__What you have to do__.
Give the number of lines in the data below where the word "Serialize" appears, and nothing besides.

Saved entries
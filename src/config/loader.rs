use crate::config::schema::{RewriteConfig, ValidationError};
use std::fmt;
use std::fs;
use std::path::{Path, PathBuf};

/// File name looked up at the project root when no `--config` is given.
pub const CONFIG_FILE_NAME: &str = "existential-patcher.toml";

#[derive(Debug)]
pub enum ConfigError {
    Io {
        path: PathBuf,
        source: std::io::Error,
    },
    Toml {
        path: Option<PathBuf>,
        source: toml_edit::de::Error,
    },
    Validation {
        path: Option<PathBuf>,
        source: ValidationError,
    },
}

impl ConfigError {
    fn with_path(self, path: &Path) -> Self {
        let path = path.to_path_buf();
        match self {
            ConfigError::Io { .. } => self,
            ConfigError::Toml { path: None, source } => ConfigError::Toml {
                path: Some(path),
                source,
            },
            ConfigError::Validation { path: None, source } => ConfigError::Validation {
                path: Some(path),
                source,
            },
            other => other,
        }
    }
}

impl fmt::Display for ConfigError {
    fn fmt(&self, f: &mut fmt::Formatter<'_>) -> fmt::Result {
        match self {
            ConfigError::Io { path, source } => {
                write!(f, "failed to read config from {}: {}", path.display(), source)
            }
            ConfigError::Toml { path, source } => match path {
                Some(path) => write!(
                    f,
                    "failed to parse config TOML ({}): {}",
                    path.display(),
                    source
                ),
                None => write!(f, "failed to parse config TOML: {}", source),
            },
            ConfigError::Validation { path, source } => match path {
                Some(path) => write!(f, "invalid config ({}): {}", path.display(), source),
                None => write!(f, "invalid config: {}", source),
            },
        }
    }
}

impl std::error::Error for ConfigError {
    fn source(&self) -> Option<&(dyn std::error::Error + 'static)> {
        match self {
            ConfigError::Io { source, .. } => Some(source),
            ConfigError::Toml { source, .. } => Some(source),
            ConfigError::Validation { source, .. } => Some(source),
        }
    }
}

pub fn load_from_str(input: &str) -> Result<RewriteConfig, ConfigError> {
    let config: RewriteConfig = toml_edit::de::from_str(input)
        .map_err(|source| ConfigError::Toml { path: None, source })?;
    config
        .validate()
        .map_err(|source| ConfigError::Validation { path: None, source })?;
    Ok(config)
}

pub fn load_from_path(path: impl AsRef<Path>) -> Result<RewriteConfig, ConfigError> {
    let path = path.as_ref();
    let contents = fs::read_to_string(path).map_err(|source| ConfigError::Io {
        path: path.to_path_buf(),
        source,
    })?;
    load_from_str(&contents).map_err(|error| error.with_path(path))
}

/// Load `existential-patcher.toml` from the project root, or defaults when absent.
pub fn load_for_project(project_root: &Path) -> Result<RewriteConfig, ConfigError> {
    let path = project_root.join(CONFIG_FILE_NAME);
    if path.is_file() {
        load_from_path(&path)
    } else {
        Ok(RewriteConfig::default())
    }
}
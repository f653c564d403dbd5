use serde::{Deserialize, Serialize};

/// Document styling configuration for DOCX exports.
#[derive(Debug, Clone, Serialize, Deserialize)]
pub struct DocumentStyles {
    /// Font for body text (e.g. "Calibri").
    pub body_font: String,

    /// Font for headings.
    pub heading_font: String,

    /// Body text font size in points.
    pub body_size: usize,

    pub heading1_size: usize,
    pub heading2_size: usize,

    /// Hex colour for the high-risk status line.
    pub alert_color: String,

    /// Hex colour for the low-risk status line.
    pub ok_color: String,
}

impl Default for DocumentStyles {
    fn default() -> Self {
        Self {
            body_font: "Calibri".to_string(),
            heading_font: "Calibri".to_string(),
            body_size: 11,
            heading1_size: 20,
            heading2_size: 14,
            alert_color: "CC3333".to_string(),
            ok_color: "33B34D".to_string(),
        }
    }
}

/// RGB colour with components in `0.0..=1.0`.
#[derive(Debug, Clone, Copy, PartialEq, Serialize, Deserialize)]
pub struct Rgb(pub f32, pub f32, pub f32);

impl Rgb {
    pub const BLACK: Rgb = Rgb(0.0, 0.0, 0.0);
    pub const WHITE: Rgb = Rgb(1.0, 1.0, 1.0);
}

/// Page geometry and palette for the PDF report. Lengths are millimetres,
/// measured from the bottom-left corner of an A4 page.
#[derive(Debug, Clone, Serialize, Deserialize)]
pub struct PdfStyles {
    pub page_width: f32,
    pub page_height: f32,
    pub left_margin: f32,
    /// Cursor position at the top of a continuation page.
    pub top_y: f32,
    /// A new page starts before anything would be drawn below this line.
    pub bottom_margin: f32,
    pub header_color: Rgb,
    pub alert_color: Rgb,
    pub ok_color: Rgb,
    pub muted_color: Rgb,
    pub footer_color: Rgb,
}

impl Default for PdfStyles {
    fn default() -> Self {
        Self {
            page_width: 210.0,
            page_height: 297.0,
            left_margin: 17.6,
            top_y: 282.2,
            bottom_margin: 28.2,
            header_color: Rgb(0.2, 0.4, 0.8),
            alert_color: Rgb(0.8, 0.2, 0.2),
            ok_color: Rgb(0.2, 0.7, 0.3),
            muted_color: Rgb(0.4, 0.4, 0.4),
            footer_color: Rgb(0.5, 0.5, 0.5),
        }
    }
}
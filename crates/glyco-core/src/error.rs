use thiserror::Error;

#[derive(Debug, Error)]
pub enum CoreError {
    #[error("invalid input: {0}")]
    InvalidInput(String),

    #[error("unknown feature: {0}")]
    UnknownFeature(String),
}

__Solution to the exercise__.
4